# Activity
Among the lines of the records below, copy those that hold the word "HashMap".

# Data shown
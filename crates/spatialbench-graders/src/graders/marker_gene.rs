//! Marker gene graders: ranked-list precision/recall and per-gene separation

use std::collections::{BTreeMap, BTreeSet, HashMap};

use serde::Deserialize;
use serde_json::Value;

use super::Grader;
use crate::fields::{as_number, mark, parse_config, string_list, verdict};
use crate::{AgentAnswer, GraderError, GraderKind, GraderOutcome, GraderResult, Metrics};

const TOP_GENES_FIELD: &str = "top_marker_genes";
const PER_GENE_FIELD: &str = "per_gene_stats";
const MEAN_FIELD: &str = "mean_auroc";

/// Tolerance when cross-checking the reported mean against the computed one
const MEAN_MISMATCH: f64 = 0.001;

#[derive(Debug, Default, Deserialize)]
struct PrecisionRecallConfig {
    #[serde(default)]
    canonical_markers: Vec<String>,
    #[serde(default)]
    scoring: Scoring<PrecisionRecallThresholds>,
}

#[derive(Debug, Default, Deserialize)]
struct Scoring<T: Default> {
    #[serde(default)]
    pass_thresholds: T,
}

#[derive(Debug, Deserialize)]
struct PrecisionRecallThresholds {
    #[serde(default = "default_precision")]
    precision_at_k: f64,
    #[serde(default = "default_recall")]
    recall_at_k: f64,
}

impl Default for PrecisionRecallThresholds {
    fn default() -> Self {
        Self {
            precision_at_k: default_precision(),
            recall_at_k: default_recall(),
        }
    }
}

fn default_precision() -> f64 {
    0.60
}

fn default_recall() -> f64 {
    0.50
}

/// Scores a predicted top-k marker list against canonical markers.
/// Gene symbols are compared case-insensitively.
#[derive(Debug, Default, Clone, Copy)]
pub struct MarkerGenePrecisionRecallGrader;

impl Grader for MarkerGenePrecisionRecallGrader {
    fn kind(&self) -> GraderKind {
        GraderKind::MarkerGenePrecisionRecall
    }

    fn evaluate_answer(&self, answer: &AgentAnswer, config: &Value) -> GraderOutcome<GraderResult> {
        let config: PrecisionRecallConfig = parse_config(config)?;
        let thresholds = &config.scoring.pass_thresholds;

        let Some(predicted) = answer.get(TOP_GENES_FIELD) else {
            return Ok(GraderResult::missing_field(TOP_GENES_FIELD, answer));
        };
        let predicted = string_list(predicted, TOP_GENES_FIELD)?;
        let k = predicted.len();

        // Lowercased symbol -> spelling as written; later duplicates win
        let predicted_case: HashMap<String, &String> =
            predicted.iter().map(|g| (g.to_lowercase(), g)).collect();
        let canonical_case: HashMap<String, &String> = config
            .canonical_markers
            .iter()
            .map(|g| (g.to_lowercase(), g))
            .collect();

        let predicted_set: BTreeSet<&String> = predicted_case.keys().collect();
        let canonical_set: BTreeSet<&String> = canonical_case.keys().collect();

        let tp_keys: Vec<&String> = canonical_set.intersection(&predicted_set).copied().collect();
        let fp_keys: Vec<&String> = predicted_set.difference(&canonical_set).copied().collect();
        let fn_keys: Vec<&String> = canonical_set.difference(&predicted_set).copied().collect();

        let precision = if k > 0 {
            tp_keys.len() as f64 / k as f64
        } else {
            0.0
        };
        let recall = if !canonical_set.is_empty() {
            tp_keys.len() as f64 / canonical_set.len() as f64
        } else {
            0.0
        };

        let precision_pass = precision >= thresholds.precision_at_k;
        let recall_pass = recall >= thresholds.recall_at_k;
        let passed = precision_pass && recall_pass;

        let true_positives = spelled(&tp_keys, &predicted_case, &canonical_case);
        let false_positives = spelled(&fp_keys, &predicted_case, &canonical_case);
        let false_negatives = spelled(&fn_keys, &canonical_case, &canonical_case);

        let mut metrics = Metrics::new();
        metrics.insert("k".into(), Value::from(k));
        metrics.insert("precision_at_k".into(), Value::from(precision));
        metrics.insert("recall_at_k".into(), Value::from(recall));
        metrics.insert("precision_threshold".into(), Value::from(thresholds.precision_at_k));
        metrics.insert("recall_threshold".into(), Value::from(thresholds.recall_at_k));
        metrics.insert("true_positives".into(), serde_json::to_value(&true_positives)?);
        metrics.insert("false_positives".into(), serde_json::to_value(&false_positives)?);
        metrics.insert("false_negatives".into(), serde_json::to_value(&false_negatives)?);
        metrics.insert("num_true_positives".into(), Value::from(tp_keys.len()));
        metrics.insert("num_false_positives".into(), Value::from(fp_keys.len()));
        metrics.insert("num_false_negatives".into(), Value::from(fn_keys.len()));
        metrics.insert("num_canonical_markers".into(), Value::from(canonical_set.len()));
        metrics.insert("precision_pass".into(), Value::Bool(precision_pass));
        metrics.insert("recall_pass".into(), Value::Bool(recall_pass));

        let mut lines = vec![
            format!("Marker Gene Precision/Recall: {}", verdict(passed)),
            String::new(),
            format!(
                "Precision@{}: {:.3} {} (threshold: {:.3})",
                k,
                precision,
                mark(precision_pass),
                thresholds.precision_at_k
            ),
            format!(
                "Recall@{}: {:.3} {} (threshold: {:.3})",
                k,
                recall,
                mark(recall_pass),
                thresholds.recall_at_k
            ),
        ];
        gene_section(&mut lines, "True Positives", "✓", &true_positives);
        gene_section(&mut lines, "False Positives", "+", &false_positives);
        gene_section(&mut lines, "False Negatives", "-", &false_negatives);

        lines.push(String::new());
        lines.push(format!("Result: {}", verdict(passed)));
        if !passed {
            let mut reasons = Vec::new();
            if !precision_pass {
                reasons.push(format!(
                    "Precision {:.3} < {:.3}",
                    precision, thresholds.precision_at_k
                ));
            }
            if !recall_pass {
                reasons.push(format!("Recall {:.3} < {:.3}", recall, thresholds.recall_at_k));
            }
            lines.push(format!("Reasons: {}", reasons.join("; ")));
        }

        Ok(GraderResult::graded(passed, metrics, lines.join("\n"), answer))
    }
}

/// Map lowercased keys back to a spelling the agent or config used, sorted
fn spelled(
    keys: &[&String],
    primary: &HashMap<String, &String>,
    fallback: &HashMap<String, &String>,
) -> Vec<String> {
    let mut genes: Vec<String> = keys
        .iter()
        .map(|key| {
            primary
                .get(*key)
                .or_else(|| fallback.get(*key))
                .map(|gene| gene.to_string())
                .unwrap_or_else(|| key.to_string())
        })
        .collect();
    genes.sort();
    genes
}

fn gene_section(lines: &mut Vec<String>, title: &str, bullet: &str, genes: &[String]) {
    lines.push(String::new());
    lines.push(format!("{} ({}):", title, genes.len()));
    if genes.is_empty() {
        lines.push("  None".to_string());
    } else {
        lines.extend(genes.iter().map(|g| format!("  {} {}", bullet, g)));
    }
}

#[derive(Debug, Default, Deserialize)]
struct SeparationConfig {
    #[serde(default)]
    scoring: Scoring<SeparationThresholds>,
}

#[derive(Debug, Deserialize)]
struct SeparationThresholds {
    #[serde(default = "default_mean_auroc")]
    mean_auroc: f64,
    #[serde(default = "default_fraction_high")]
    fraction_high: f64,
    #[serde(default = "default_per_gene_cutoff")]
    per_gene_cutoff: f64,
}

impl Default for SeparationThresholds {
    fn default() -> Self {
        Self {
            mean_auroc: default_mean_auroc(),
            fraction_high: default_fraction_high(),
            per_gene_cutoff: default_per_gene_cutoff(),
        }
    }
}

fn default_mean_auroc() -> f64 {
    0.85
}

fn default_fraction_high() -> f64 {
    0.70
}

fn default_per_gene_cutoff() -> f64 {
    0.80
}

/// Judges how well reported marker genes separate the target population.
///
/// The pass decision uses the agent-reported mean AUROC. The mean recomputed
/// from the per-gene scores is exposed as `mean_auroc_computed` and noted in
/// the reasoning when the two disagree.
#[derive(Debug, Default, Clone, Copy)]
pub struct MarkerGeneSeparationGrader;

impl Grader for MarkerGeneSeparationGrader {
    fn kind(&self) -> GraderKind {
        GraderKind::MarkerGeneSeparation
    }

    fn evaluate_answer(&self, answer: &AgentAnswer, config: &Value) -> GraderOutcome<GraderResult> {
        let config: SeparationConfig = parse_config(config)?;
        let thresholds = &config.scoring.pass_thresholds;

        let Some(per_gene_stats) = answer.get(PER_GENE_FIELD) else {
            return Ok(GraderResult::missing_field(PER_GENE_FIELD, answer));
        };
        let Some(reported_mean) = answer.get(MEAN_FIELD) else {
            return Ok(GraderResult::missing_field(MEAN_FIELD, answer));
        };

        let Some(stats) = per_gene_stats.as_array() else {
            return Ok(GraderResult::rejected(
                "per_gene_stats must be a list",
                Some(answer),
            ));
        };
        if stats.is_empty() {
            return Ok(GraderResult::rejected("per_gene_stats is empty", Some(answer)));
        }
        let reported_mean = as_number(reported_mean, MEAN_FIELD)?;

        let mut scores: BTreeMap<String, f64> = BTreeMap::new();
        for stat in stats {
            let Some(stat) = stat.as_object() else {
                return Ok(GraderResult::rejected(
                    "Each element in per_gene_stats must be a dict with 'gene' and 'auroc'",
                    Some(answer),
                ));
            };
            let (Some(gene), Some(auroc)) = (stat.get("gene"), stat.get("auroc")) else {
                return Ok(GraderResult::rejected(
                    "Each element in per_gene_stats must have 'gene' and 'auroc' fields",
                    Some(answer),
                ));
            };
            let gene = gene
                .as_str()
                .ok_or_else(|| GraderError::invalid_field("per_gene_stats.gene", "a string"))?;
            scores.insert(gene.to_string(), as_number(auroc, "per_gene_stats.auroc")?);
        }

        let num_genes = stats.len();
        let computed_mean = scores.values().sum::<f64>() / scores.len() as f64;

        let (high, low): (Vec<&String>, Vec<&String>) = scores
            .keys()
            .partition(|gene| scores[*gene] >= thresholds.per_gene_cutoff);
        let fraction_high = high.len() as f64 / num_genes as f64;

        let mean_pass = reported_mean >= thresholds.mean_auroc;
        let fraction_pass = fraction_high >= thresholds.fraction_high;
        let passed = mean_pass && fraction_pass;

        let mut metrics = Metrics::new();
        metrics.insert("num_genes".into(), Value::from(num_genes));
        metrics.insert("mean_auroc_agent".into(), Value::from(reported_mean));
        metrics.insert("mean_auroc_computed".into(), Value::from(computed_mean));
        metrics.insert("mean_auroc_threshold".into(), Value::from(thresholds.mean_auroc));
        metrics.insert("fraction_high".into(), Value::from(fraction_high));
        metrics.insert(
            "fraction_high_threshold".into(),
            Value::from(thresholds.fraction_high),
        );
        metrics.insert("per_gene_cutoff".into(), Value::from(thresholds.per_gene_cutoff));
        metrics.insert("num_high_auroc_genes".into(), Value::from(high.len()));
        metrics.insert("num_low_auroc_genes".into(), Value::from(low.len()));
        metrics.insert("high_auroc_genes".into(), serde_json::to_value(&high)?);
        metrics.insert("low_auroc_genes".into(), serde_json::to_value(&low)?);
        metrics.insert("mean_auroc_pass".into(), Value::Bool(mean_pass));
        metrics.insert("fraction_high_pass".into(), Value::Bool(fraction_pass));
        metrics.insert("per_gene_aurocs".into(), serde_json::to_value(&scores)?);

        let mut lines = vec![
            format!("Marker Gene Separation: {}", verdict(passed)),
            String::new(),
            format!(
                "Mean AUROC: {:.3} {} (threshold: {:.3})",
                reported_mean,
                mark(mean_pass),
                thresholds.mean_auroc
            ),
            format!(
                "Fraction High AUROC (≥{:.2}): {:.3} ({}/{}) {} (threshold: {:.3})",
                thresholds.per_gene_cutoff,
                fraction_high,
                high.len(),
                num_genes,
                mark(fraction_pass),
                thresholds.fraction_high
            ),
            String::new(),
            "Per-gene AUROC scores:".to_string(),
        ];

        let mut ranked: Vec<(&String, f64)> = scores.iter().map(|(g, s)| (g, *s)).collect();
        ranked.sort_by(|a, b| b.1.total_cmp(&a.1).then_with(|| a.0.cmp(b.0)));
        lines.extend(ranked.iter().map(|(gene, score)| {
            format!(
                "  {} {}: {:.3}",
                mark(*score >= thresholds.per_gene_cutoff),
                gene,
                score
            )
        }));

        if (reported_mean - computed_mean).abs() > MEAN_MISMATCH {
            lines.push(String::new());
            lines.push(format!(
                "Note: Agent reported mean {:.3}, computed mean is {:.3}",
                reported_mean, computed_mean
            ));
        }

        lines.push(String::new());
        lines.push(format!("Result: {}", verdict(passed)));
        if !passed {
            let mut reasons = Vec::new();
            if !mean_pass {
                reasons.push(format!(
                    "Mean AUROC {:.3} < {:.3}",
                    reported_mean, thresholds.mean_auroc
                ));
            }
            if !fraction_pass {
                reasons.push(format!(
                    "Fraction high {:.3} < {:.3}",
                    fraction_high, thresholds.fraction_high
                ));
            }
            lines.push(format!("Reasons: {}", reasons.join("; ")));
        }

        Ok(GraderResult::graded(passed, metrics, lines.join("\n"), answer))
    }
}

# Problem solution
use std::collections::{BTreeMap, BTreeSet, HashMap};
        let predicted_case: HashMap<String, &String> =
        let canonical_case: HashMap<String, &String> = config
    primary: &HashMap<String, &String>,
    fallback: &HashMap<String, &String>,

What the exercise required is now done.